### Data records
[Start of section]

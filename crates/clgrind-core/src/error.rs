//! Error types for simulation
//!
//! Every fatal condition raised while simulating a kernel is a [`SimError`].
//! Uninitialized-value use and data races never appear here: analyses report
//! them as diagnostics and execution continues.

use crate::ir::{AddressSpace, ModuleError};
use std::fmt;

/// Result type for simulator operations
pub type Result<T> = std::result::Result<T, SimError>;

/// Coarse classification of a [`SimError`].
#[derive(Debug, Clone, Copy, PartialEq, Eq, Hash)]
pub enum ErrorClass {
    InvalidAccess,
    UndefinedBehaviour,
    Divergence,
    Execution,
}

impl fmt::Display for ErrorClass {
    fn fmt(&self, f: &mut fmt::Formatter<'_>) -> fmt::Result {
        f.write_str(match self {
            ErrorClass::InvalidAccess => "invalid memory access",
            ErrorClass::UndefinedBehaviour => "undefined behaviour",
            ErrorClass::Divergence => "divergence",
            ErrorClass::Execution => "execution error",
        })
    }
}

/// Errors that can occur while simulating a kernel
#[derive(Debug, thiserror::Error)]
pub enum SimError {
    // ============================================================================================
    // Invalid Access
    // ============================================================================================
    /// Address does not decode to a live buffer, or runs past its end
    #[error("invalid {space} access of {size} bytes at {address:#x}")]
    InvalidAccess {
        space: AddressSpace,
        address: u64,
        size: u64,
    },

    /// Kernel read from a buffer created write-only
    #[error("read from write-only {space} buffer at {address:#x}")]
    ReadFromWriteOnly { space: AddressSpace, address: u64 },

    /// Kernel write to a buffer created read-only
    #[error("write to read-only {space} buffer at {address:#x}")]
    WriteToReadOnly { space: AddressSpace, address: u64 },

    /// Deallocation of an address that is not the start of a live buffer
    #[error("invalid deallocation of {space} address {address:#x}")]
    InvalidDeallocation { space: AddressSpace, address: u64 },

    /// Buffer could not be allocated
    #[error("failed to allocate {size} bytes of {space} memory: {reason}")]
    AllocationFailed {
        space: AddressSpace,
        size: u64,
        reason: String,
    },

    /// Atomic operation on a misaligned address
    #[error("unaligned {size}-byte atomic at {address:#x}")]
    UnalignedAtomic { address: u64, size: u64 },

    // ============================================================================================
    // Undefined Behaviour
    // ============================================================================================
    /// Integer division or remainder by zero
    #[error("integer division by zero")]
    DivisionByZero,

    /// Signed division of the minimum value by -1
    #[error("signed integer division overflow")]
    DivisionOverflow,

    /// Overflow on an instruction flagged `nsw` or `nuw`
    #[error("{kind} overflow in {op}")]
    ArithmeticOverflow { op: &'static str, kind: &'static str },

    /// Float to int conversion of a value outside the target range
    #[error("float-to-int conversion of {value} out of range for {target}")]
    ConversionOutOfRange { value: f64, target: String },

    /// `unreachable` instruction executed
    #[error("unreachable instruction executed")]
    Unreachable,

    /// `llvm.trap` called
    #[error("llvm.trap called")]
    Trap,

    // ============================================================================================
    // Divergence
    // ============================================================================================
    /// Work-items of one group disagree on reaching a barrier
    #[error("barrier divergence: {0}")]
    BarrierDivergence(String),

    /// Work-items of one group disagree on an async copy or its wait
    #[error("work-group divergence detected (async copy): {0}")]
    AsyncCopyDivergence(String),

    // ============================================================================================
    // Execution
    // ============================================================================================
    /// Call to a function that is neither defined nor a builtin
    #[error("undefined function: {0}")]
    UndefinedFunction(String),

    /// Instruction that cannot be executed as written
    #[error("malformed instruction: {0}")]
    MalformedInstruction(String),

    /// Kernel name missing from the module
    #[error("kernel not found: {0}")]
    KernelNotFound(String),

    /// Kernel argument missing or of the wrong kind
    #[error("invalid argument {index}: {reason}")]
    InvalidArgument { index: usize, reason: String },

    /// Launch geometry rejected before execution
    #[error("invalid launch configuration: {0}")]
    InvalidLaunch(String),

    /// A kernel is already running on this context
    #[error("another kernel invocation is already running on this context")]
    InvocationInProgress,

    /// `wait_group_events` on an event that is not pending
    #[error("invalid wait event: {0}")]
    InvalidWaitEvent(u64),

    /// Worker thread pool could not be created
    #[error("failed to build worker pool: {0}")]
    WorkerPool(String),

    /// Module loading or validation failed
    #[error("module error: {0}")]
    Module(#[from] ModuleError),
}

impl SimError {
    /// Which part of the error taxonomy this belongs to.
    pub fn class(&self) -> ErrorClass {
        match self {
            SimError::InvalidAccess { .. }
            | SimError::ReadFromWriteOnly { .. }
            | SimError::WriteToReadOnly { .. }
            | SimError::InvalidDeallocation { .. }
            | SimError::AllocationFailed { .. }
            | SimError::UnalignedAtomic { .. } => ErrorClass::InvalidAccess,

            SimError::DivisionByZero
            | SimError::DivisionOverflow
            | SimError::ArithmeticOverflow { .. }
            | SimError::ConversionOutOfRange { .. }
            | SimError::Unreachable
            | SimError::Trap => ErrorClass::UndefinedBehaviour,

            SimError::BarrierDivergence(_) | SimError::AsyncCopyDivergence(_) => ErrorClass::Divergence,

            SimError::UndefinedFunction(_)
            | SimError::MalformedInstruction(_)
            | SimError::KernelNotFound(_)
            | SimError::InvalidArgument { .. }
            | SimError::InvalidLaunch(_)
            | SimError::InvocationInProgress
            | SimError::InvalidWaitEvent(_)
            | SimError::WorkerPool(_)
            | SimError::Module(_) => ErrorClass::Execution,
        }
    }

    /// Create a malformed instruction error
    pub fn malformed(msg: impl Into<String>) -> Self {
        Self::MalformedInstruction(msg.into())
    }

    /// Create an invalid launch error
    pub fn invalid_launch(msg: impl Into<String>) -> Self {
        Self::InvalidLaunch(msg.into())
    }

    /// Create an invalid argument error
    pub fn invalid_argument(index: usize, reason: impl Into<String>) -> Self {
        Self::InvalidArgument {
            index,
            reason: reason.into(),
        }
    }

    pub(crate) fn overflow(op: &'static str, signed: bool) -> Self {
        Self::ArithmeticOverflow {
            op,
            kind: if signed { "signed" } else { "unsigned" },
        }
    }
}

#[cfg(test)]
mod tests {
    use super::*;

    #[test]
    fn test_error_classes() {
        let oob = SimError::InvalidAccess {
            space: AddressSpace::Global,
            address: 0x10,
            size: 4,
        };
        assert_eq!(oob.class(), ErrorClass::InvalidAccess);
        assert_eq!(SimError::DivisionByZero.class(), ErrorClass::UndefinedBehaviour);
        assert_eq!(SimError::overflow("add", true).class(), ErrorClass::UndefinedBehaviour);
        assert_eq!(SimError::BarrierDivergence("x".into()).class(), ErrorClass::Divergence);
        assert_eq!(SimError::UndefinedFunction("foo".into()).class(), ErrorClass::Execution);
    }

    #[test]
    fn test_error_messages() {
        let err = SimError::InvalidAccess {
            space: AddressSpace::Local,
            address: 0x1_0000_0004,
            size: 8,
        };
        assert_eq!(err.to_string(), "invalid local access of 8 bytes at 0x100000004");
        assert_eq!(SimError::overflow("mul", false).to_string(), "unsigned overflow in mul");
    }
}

[End of section]

### What is needed
From the data above, copy each line that holds "impl".

### Your response
impl fmt::Display for ErrorClass {
impl SimError {
    pub fn malformed(msg: impl Into<String>) -> Self {
    pub fn invalid_launch(msg: impl Into<String>) -> Self {
    pub fn invalid_argument(index: usize, reason: impl Into<String>) -> Self {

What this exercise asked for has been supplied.